「フラガール」
「フラガール」
先日、『キネマ旬報』で日本映画ベストワンに選ばれたのを記念した再上映らしい。観そびれていたし、入場料金も千円だったので入った。評判に違わず、なかなか良かった。
炭鉱からの連想だが、「ブラス!」と「Shall We ダンス?」を足して二で割った感じと言えば大雑把ながらもイメージがつくだろうか? 閉山が間近に迫った福島県の炭鉱街が舞台。町おこしのため、湧き出る温泉を利用してハワイアン・センターを作ることになった。一番の目玉はフラダンスだが、地元の雇用が最優先の条件。そこで、娘たちにフラダンスを習わせるため、東京からプロのダンサーが呼ばれてきた。最初は冷たい視線を浴びせていた炭鉱の人々。しかし、彼女たちが一所懸命に頑張っている姿を見ているうちに徐々に共感していく様子は、コメディータッチということもあり嫌味なく描けている。
東京から来たダンサー役の松雪泰子は、どこか崩れた訳あり女性が彼女たちとの交流を通してシャキッとしていく姿をよく演じている。何よりも驚いたのは蒼井優だ。福島弁をしゃべる素朴なあどけなさと、ダンスをしている時の凛々しさとをきちんと演じ分けていた。彼女が一人でダンスの練習をしている姿を見て、それまで反対していた母親(富司純子)が考えを変えるシーンがあるのだが、蒼井の踊る凛々しさにはそれだけの説得力があった。

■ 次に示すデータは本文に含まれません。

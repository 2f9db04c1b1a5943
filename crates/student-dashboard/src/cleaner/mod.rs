//! Data cleaning module.
//!
//! This module provides functionality for:
//! - Counting missing values per column
//! - Counting duplicate rows
//! - Filling missing values (mean for scores, mode for everything else)
//!
//! NaN in a score column counts as missing.
//!
//! Duplicates are only counted, never removed.

use crate::error::{DashboardError, Result, ResultExt};
use crate::imputers::StatisticalImputer;
use crate::schema::{AVERAGE, PERFORMANCE_BAND, SCORE_COLUMNS, is_score_column};
use crate::types::{DataQuality, MissingCounts};
use crate::utils::{is_numeric_dtype, nan_to_null};
use polars::prelude::*;
use tracing::{debug, info, warn};

/// Fill value planned for one column.
#[derive(Debug, Clone, PartialEq)]
enum FillPlan {
    Mean(f64),
    NumericMode(f64),
    Mode(String),
}

/// Data cleaner for the student table.
pub struct DataCleaner;

impl DataCleaner {
    /// Missing and duplicate counts for the table as it is now.
    ///
    /// The pipeline calls this before [`DataCleaner::fill_missing`] so the
    /// report describes the data as loaded.
    pub fn assess(df: &DataFrame) -> Result<DataQuality> {
        Ok(DataQuality {
            duplicate_rows: Self::count_duplicates(df)?,
            missing: Self::count_missing(df),
        })
    }

    /// Count nulls per column, sorted descending by count.
    ///
    /// Columns with equal counts keep their table order.
    pub fn count_missing(df: &DataFrame) -> MissingCounts {
        let mut entries: Vec<(String, usize)> = df
            .get_columns()
            .iter()
            .map(|column| (column.name().to_string(), column.null_count()))
            .collect();
        entries.sort_by(|a, b| b.1.cmp(&a.1));
        MissingCounts { entries }
    }

    /// Count rows that exactly repeat an earlier row across all columns.
    pub fn count_duplicates(df: &DataFrame) -> Result<usize> {
        if df.width() == 0 {
            return Ok(0);
        }
        let unique = df
            .unique::<&str, &str>(None, UniqueKeepStrategy::First, None)
            .context("Counting duplicate rows")?;
        let duplicates = df.height() - unique.height();
        debug!("Found {} duplicate rows", duplicates);
        Ok(duplicates)
    }

    /// Fill every missing value in place.
    ///
    /// Fill values are computed from the unfilled table before any column is
    /// written. Derived columns are skipped; they are recomputed by the
    /// deriver. Calling this on a table without nulls is a no-op.
    ///
    /// Returns a description of each fill performed.
    pub fn fill_missing(df: &mut DataFrame) -> Result<Vec<String>> {
        let mut processing_steps = Vec::new();
        Self::nan_scores_to_null(df)?;
        let plan = Self::plan_fills(df)?;

        if plan.is_empty() {
            debug!("No missing values to fill");
            return Ok(processing_steps);
        }

        info!("Filling missing values in {} columns", plan.len());
        for (col_name, fill) in &plan {
            let filled = match fill {
                FillPlan::Mean(value) => StatisticalImputer::fill_numeric(
                    df,
                    col_name,
                    *value,
                    &mut processing_steps,
                ),
                FillPlan::NumericMode(value) => StatisticalImputer::fill_numeric_mode(
                    df,
                    col_name,
                    *value,
                    &mut processing_steps,
                ),
                FillPlan::Mode(value) => StatisticalImputer::fill_categorical(
                    df,
                    col_name,
                    value,
                    &mut processing_steps,
                ),
            };
            filled.map_err(|e| {
                DashboardError::Internal(e.to_string())
                    .with_context(format!("Filling column '{}'", col_name))
            })?;
        }

        Ok(processing_steps)
    }

    /// Turn NaN in the score columns into null so they are imputed.
    pub fn nan_scores_to_null(df: &mut DataFrame) -> Result<()> {
        for name in SCORE_COLUMNS {
            let Ok(column) = df.column(name) else { continue };
            if !is_numeric_dtype(column.dtype()) {
                continue;
            }
            let cleaned = nan_to_null(column.as_materialized_series())?;
            df.replace(name, cleaned)?;
        }
        Ok(())
    }

    fn plan_fills(df: &DataFrame) -> Result<Vec<(String, FillPlan)>> {
        let mut plan = Vec::new();

        for column in df.get_columns() {
            let name = column.name().as_str();
            if column.null_count() == 0 || name == AVERAGE || name == PERFORMANCE_BAND {
                continue;
            }

            let series = column.as_materialized_series();
            let fill = if is_score_column(name) {
                StatisticalImputer::numeric_mean(series)
                    .map(|mean| mean.map(FillPlan::Mean))
            } else if is_numeric_dtype(series.dtype()) {
                StatisticalImputer::numeric_mode(series)
                    .map(|mode| mode.map(FillPlan::NumericMode))
            } else {
                StatisticalImputer::categorical_mode(series)
                    .map(|mode| mode.map(FillPlan::Mode))
            };

            match fill {
                Ok(Some(fill)) => plan.push((name.to_string(), fill)),
                Ok(None) => warn!("Column '{}' has no values to impute from; left as is", name),
                Err(e) => {
                    return Err(DashboardError::Internal(e.to_string())
                        .with_context(format!("Computing fill value for '{}'", name)));
                }
            }
        }

        Ok(plan)
    }
}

去年の暮れ、たまたま宮台真司と宮崎哲弥との対談をラジオで聞いていたら、最近の日本映画ファンの間には蒼井優派と宮崎あおい派とがいると宮台が話していた。宮台は蒼井優派らしい。私自身は断然宮崎あおい派だったのだが、「フラガール」を観て少々ゆらいできた(だけど、ユニクロの店舗前の写真にいま宮崎あおいが登場しているが、彼女のうつむき加減にかげりを感じさせる表情はすごくいい)。
【データ】
監督:李相日
出演:松雪泰子、豊川悦司、富司純子、蒼井優、岸部一徳、他
2006年/120分
(2007年3月3日、新宿、シネマスクエアとうきゅうにて)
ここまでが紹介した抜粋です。